Tra le schede di presentazione dei formaggi “di malga” trentini compresi nell'elenco dei prodotti agroalimentari tradizionali – PAT – e contenute nell’ “Atlante dei prodotti tradizionali trentini” edito dalla Provincia autonoma di Trento1) ne troviamo una veramente curiosa

“I formaggi di malga dei caseifici”. Per sciogliere le perplessità (ma sono di malga o di caseificio?) di coloro ai quali non risultasse chiaro che per “caseifici” si intendono le strutture industriali dei Caseifici sociali comprensoriali arriva subito la “giustificazione” (excusatio non petita ...): "i caseifici hanno bisogno di strutture moderne e funzionali e tali strutture costano tanto più quanto minore è la quantità di latte che vi si lavora. Anche per questo motivo la gran parte delle malghe trentine dove si alpeggia il bestiame da latte conferiscono il prodotto ai caseifici di valle che lo utilizzano per la produzione dei “Nostrani” caratteristici delle diverse zone, aumentando in questo modo la quantità di latte lavorato ed inoltre alleggerendo il peso dell'attività di alpeggio”. Tutto chiaro? No. Perché del latte prodotto in Trentino la quota della produzione d'alpeggio su base annua è pari al 5%; tolta la quota trasformata in malga resta meno del 3% che, per il periodo estivo, corrisponde a circa il 10% della produzione totale di latte del Trentino. Ovviamente in alcune valli questa quota sarà superiore, ma tenendo conto delle possibilità di compensazione del sistema consortile non saremmo certo di fronte ad una sottoutilizzazione drammatica degli impianti e del personale anche se tutto il latte delle malghe fosse “liberato” e trasformato in quota. Per la malga siamo sicuri che “sollevarla” dall’onere della trasformazione sia un regalo?

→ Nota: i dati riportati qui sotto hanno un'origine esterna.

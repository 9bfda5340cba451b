use crate::domain_model::*;
use crate::domain_port::*;
use crate::gateway::pending::{RefreshGuard, lock};
use crate::gateway::*;
use crate::logger::*;
use serde::Serialize;
use serde::de::DeserializeOwned;
use std::sync::atomic::{AtomicU64, Ordering};
use std::sync::{Arc, Mutex, PoisonError, RwLock};
use tokio::sync::oneshot;

pub const REFRESH_PATH: &str = "/sessions/refresh-token";

/// Server messages on a 401 that mean "get a new access token".
pub const TOKEN_EXPIRED: &str = "token.expired";
pub const TOKEN_INVALID: &str = "token.invalid";

#[derive(Debug, Clone, Copy, PartialEq, Eq, Hash)]
pub struct TokenManagerId(u64);

#[derive(Serialize)]
struct RefreshRequest<'a> {
    refresh_token: &'a str,
}

enum Recovery {
    Owner,
    Queued(oneshot::Receiver<RefreshOutcome>),
    Rotated(AccessToken),
}

/// HTTP client that keeps the access token fresh.
///
/// One instance lives for the whole process. It attaches the current access
/// token to every request and, once a token manager is registered, turns an
/// expired-token 401 into a single refresh exchange followed by a replay of
/// the failed request. Requests that hit the same 401 while that exchange is
/// in flight wait for it and are resumed in the order they failed.
pub struct AuthGateway {
    transport: Arc<dyn HttpTransport>,
    session_storage: Arc<dyn SessionStorage>,
    access_token: RwLock<Option<AccessToken>>,
    token_manager: RwLock<Option<(TokenManagerId, Arc<dyn SignOut>)>>,
    next_manager_id: AtomicU64,
    refresh: Mutex<RefreshState>,
}

impl AuthGateway {
    pub fn new(
        transport: Arc<dyn HttpTransport>,
        session_storage: Arc<dyn SessionStorage>,
    ) -> Self {
        Self {
            transport,
            session_storage,
            access_token: RwLock::new(None),
            token_manager: RwLock::new(None),
            next_manager_id: AtomicU64::new(1),
            refresh: Mutex::new(RefreshState::default()),
        }
    }

    pub fn base_url(&self) -> &str {
        self.transport.base_url()
    }

    pub fn session_storage(&self) -> &Arc<dyn SessionStorage> {
        &self.session_storage
    }

    /// The token sent as `Authorization: Bearer ...` on outbound requests.
    pub fn access_token(&self) -> Option<AccessToken> {
        self.access_token
            .read()
            .unwrap_or_else(PoisonError::into_inner)
            .clone()
    }

    pub fn set_access_token(&self, token: Option<AccessToken>) {
        *self
            .access_token
            .write()
            .unwrap_or_else(PoisonError::into_inner) = token;
    }

    /// Installs the 401 handling. A later registration replaces an earlier
    /// one; the returned id ejects it again.
    pub fn register_token_manager(&self, sign_out: Arc<dyn SignOut>) -> TokenManagerId {
        let id = TokenManagerId(self.next_manager_id.fetch_add(1, Ordering::Relaxed));
        *self
            .token_manager
            .write()
            .unwrap_or_else(PoisonError::into_inner) = Some((id, sign_out));
        debug!(?id, "token manager registered");
        id
    }

    /// Removes the token manager if `id` is still the registered one.
    pub fn eject_token_manager(&self, id: TokenManagerId) -> bool {
        let mut slot = self
            .token_manager
            .write()
            .unwrap_or_else(PoisonError::into_inner);
        match slot.as_ref() {
            Some((current, _)) if *current == id => {
                *slot = None;
                debug!(?id, "token manager ejected");
                true
            }
            _ => false,
        }
    }

    pub fn is_refreshing(&self) -> bool {
        lock(&self.refresh).is_refreshing()
    }

    pub fn queued_requests(&self) -> usize {
        lock(&self.refresh).queued()
    }

    fn sign_out_hook(&self) -> Option<Arc<dyn SignOut>> {
        self.token_manager
            .read()
            .unwrap_or_else(PoisonError::into_inner)
            .as_ref()
            .map(|(_, hook)| hook.clone())
    }

    pub async fn request(&self, request: ApiRequest) -> Result<ApiResponse, ApiError> {
        let sent_with = self.access_token();
        let response = self.transport.send(&request, sent_with.as_ref()).await?;
        if response.is_success() {
            return Ok(response);
        }
        if response.status != 401 {
            return Err(ApiError::from_response(&response));
        }

        let Some(sign_out) = self.sign_out_hook() else {
            return Err(ApiError::from_response(&response));
        };

        match response.error_message().as_deref() {
            Some(TOKEN_EXPIRED) | Some(TOKEN_INVALID) => {
                self.recover(request, sent_with, sign_out).await
            }
            reason => {
                warn!(%request, ?reason, "unauthorized, signing out");
                sign_out.sign_out();
                Err(ApiError::from_response(&response))
            }
        }
    }

    pub async fn request_json<T: DeserializeOwned>(
        &self,
        request: ApiRequest,
    ) -> Result<T, ApiError> {
        self.request(request)
            .await?
            .decode()
            .map_err(ApiError::decode)
    }

    pub async fn get<T: DeserializeOwned>(&self, path: &str) -> Result<T, ApiError> {
        self.request_json(ApiRequest::get(path)).await
    }

    pub async fn send_json<B, T>(&self, method: Method, path: &str, body: &B) -> Result<T, ApiError>
    where
        B: Serialize + ?Sized + Sync,
        T: DeserializeOwned,
    {
        let request = ApiRequest::new(method, path)
            .json(body)
            .map_err(ApiError::decode)?;
        self.request_json(request).await
    }

    async fn recover(
        &self,
        request: ApiRequest,
        sent_with: Option<AccessToken>,
        sign_out: Arc<dyn SignOut>,
    ) -> Result<ApiResponse, ApiError> {
        let Some(session) = self.session_storage.get().await? else {
            warn!(%request, "token expired and no refresh token stored, signing out");
            sign_out.sign_out();
            return Err(ApiError::SessionExpired);
        };

        let recovery = {
            let mut state = lock(&self.refresh);
            match self.access_token() {
                Some(current)
                    if !state.is_refreshing() && sent_with.as_ref() != Some(&current) =>
                {
                    Recovery::Rotated(current)
                }
                _ if state.begin() => Recovery::Owner,
                _ => {
                    let (pending, rx) = PendingRequest::new();
                    state.enqueue(pending);
                    debug!(%request, queued = state.queued(), "refresh in flight, queueing request");
                    Recovery::Queued(rx)
                }
            }
        };

        match recovery {
            Recovery::Queued(rx) => match rx.await {
                Ok(RefreshOutcome::Refreshed(token)) => {
                    self.dispatch_once(&request.replay(), &token).await
                }
                Ok(RefreshOutcome::Failed(err)) => Err(err),
                Err(_) => Err(ApiError::Cancelled),
            },
            Recovery::Rotated(token) => {
                debug!(%request, "token already rotated, replaying");
                self.dispatch_once(&request.replay(), &token).await
            }
            Recovery::Owner => {
                let mut guard = RefreshGuard::new(&self.refresh);
                info!(%request, "access token expired, refreshing session");
                match self.refresh_session(&session.refresh_token).await {
                    Ok(session) => {
                        let token = session.access_token;
                        self.set_access_token(Some(token.clone()));
                        // Queued requests must survive this future being
                        // dropped during the replay.
                        guard.record(RefreshOutcome::Refreshed(token.clone()));
                        let result = self.dispatch_once(&request.replay(), &token).await;
                        let resumed = guard.complete(RefreshOutcome::Refreshed(token));
                        info!(resumed, "session refreshed");
                        result
                    }
                    Err(err) => {
                        let rejected = guard.complete(RefreshOutcome::Failed(err.clone()));
                        warn!(%err, rejected, "session refresh failed, signing out");
                        self.set_access_token(None);
                        sign_out.sign_out();
                        Err(err)
                    }
                }
            }
        }
    }

    /// The refresh exchange goes straight to the transport: a 401 here is a
    /// failed refresh, not something to refresh again.
    async fn refresh_session(&self, refresh_token: &RefreshToken) -> Result<Session, ApiError> {
        let request = ApiRequest::post(REFRESH_PATH)
            .json(&RefreshRequest {
                refresh_token: refresh_token.as_str(),
            })
            .map_err(ApiError::decode)?;
        let response = self
            .transport
            .send(&request, self.access_token().as_ref())
            .await?;
        if !response.is_success() {
            return Err(ApiError::from_response(&response));
        }
        let session: Session = response.decode().map_err(ApiError::decode)?;
        self.session_storage.save(&session).await?;
        Ok(session)
    }

    /// Sends a replay. Its outcome is final; no second refresh.
    async fn dispatch_once(
        &self,
        request: &ApiRequest,
        token: &AccessToken,
    ) -> Result<ApiResponse, ApiError> {
        let response = self.transport.send(request, Some(token)).await?;
        if response.is_success() {
            Ok(response)
        } else {
            Err(ApiError::from_response(&response))
        }
    }
}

Sempre nel medesimo “Atlante”, per giustificare la scelta di trasportare a valle il latte prodotto in malga si sostiene che tale operazione rappresenta una forma di sostegno al sistema delle malghe riducendo gli oneri di manodopera legati alla trasformazione del latte. Ma alleggerire il peso dell'attività d'alpeggio significa che il personale viene ridotto al minimo con quello che ne consegue in termini di socialità. Se poi l'operazione più impegnativa diventa la mungitura (a macchina) può essere sufficiente anche personale non particolarmente qualificato e privo di legami con la tradizione del territorio; dalla malga sparisce il casaro, gli attrezzi locali della conservazione e trasformazione del latte nonchè della stagionatura dei formaggi diventano... pezzi da museo.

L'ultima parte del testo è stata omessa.